▸ **YOUR ASSIGNMENT**
Where a line below has the string "statement" in it, include it in the count, and give that count alone.

▸ **Saved data entries**
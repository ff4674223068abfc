use yangl_support::Status;

use super::context::{IdentityId, ModuleId, NodeId, TypedefId};
use crate::range::RangeSet;

/// A `type` statement's resolved shape. Facets are base-kind specific, as
/// spec's `Type` entity describes; range/length/pattern restrictions are
/// accumulated along the typedef derivation chain by [`crate::range`].
#[derive(Debug, Clone)]
pub struct Type {
  pub kind: TypeKind,
  /// Set when this `type` is a bare reference to a user typedef rather
  /// than a restriction of a built-in; `TypeDer` unres items resolve this.
  pub typedef: Option<TypedefId>,
}

impl Type {
  #[must_use]
  pub fn builtin(kind: TypeKind) -> Self {
    Self { kind, typedef: None }
  }
}

#[derive(Debug, Clone)]
pub enum TypeKind {
  Int8,
  Int16,
  Int32,
  Int64,
  Uint8,
  Uint16,
  Uint32,
  Uint64,
  Decimal64 {
    fraction_digits: u8,
    range: Option<RangeSet>,
  },
  String {
    length: Option<RangeSet>,
    patterns: Vec<String>,
  },
  Binary {
    length: Option<RangeSet>,
  },
  Bits {
    items: Vec<(String, u32)>,
  },
  Enumeration {
    items: Vec<(String, i64)>,
  },
  Boolean,
  Empty,
  Union(Vec<Type>),
  Leafref {
    path: String,
    target: Option<NodeId>,
    require_instance: bool,
  },
  InstanceIdentifier {
    require_instance: bool,
  },
  Identityref {
    base_name: String,
    base: Option<IdentityId>,
  },
  /// Ranged integer kinds (`int*`/`uint*`) carry their restriction
  /// separately from the fixed-width marker above so `int8 { range "1..10"; }`
  /// keeps its base kind distinguishable from a plain `int8`.
  RangedInt {
    base: IntBase,
    range: Option<RangeSet>,
  },
}

#[derive(Debug, Clone, Copy, PartialEq, Eq)]
pub enum IntBase {
  Int8,
  Int16,
  Int32,
  Int64,
  Uint8,
  Uint16,
  Uint32,
  Uint64,
}

impl IntBase {
  #[must_use]
  pub fn domain(self) -> (i128, i128) {
    match self {
      Self::Int8 => (i8::MIN as i128, i8::MAX as i128),
      Self::Int16 => (i16::MIN as i128, i16::MAX as i128),
      Self::Int32 => (i32::MIN as i128, i32::MAX as i128),
      Self::Int64 => (i64::MIN as i128, i64::MAX as i128),
      Self::Uint8 => (0, u8::MAX as i128),
      Self::Uint16 => (0, u16::MAX as i128),
      Self::Uint32 => (0, u32::MAX as i128),
      Self::Uint64 => (0, u64::MAX as i128),
    }
  }
}

/// A `typedef` statement: a name bound to a base type, forming a DAG via
/// `der` that must terminate in a built-in.
#[derive(Debug, Clone)]
pub struct Typedef {
  pub name: yangl_support::Atom,
  pub module: ModuleId,
  pub status: Status,
  pub base: Type,
  /// Parent typedef this one restricts, if `base` is itself a named
  /// typedef rather than a built-in.
  pub der: Option<TypedefId>,
  pub default: Option<String>,
}

/// One `refine` sub-statement applied to a descendant of a `uses` site.
#[derive(Debug, Clone)]
pub struct Refine {
  pub target_name: String,
  pub target: Option<NodeId>,
  pub description: Option<String>,
  pub default: Option<String>,
  pub mandatory: Option<bool>,
  pub presence: Option<String>,
  pub min_elements: Option<u32>,
  pub max_elements: Option<u32>,
  pub config: Option<bool>,
  pub must: Vec<String>,
}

▸ **TASK ANSWER**
3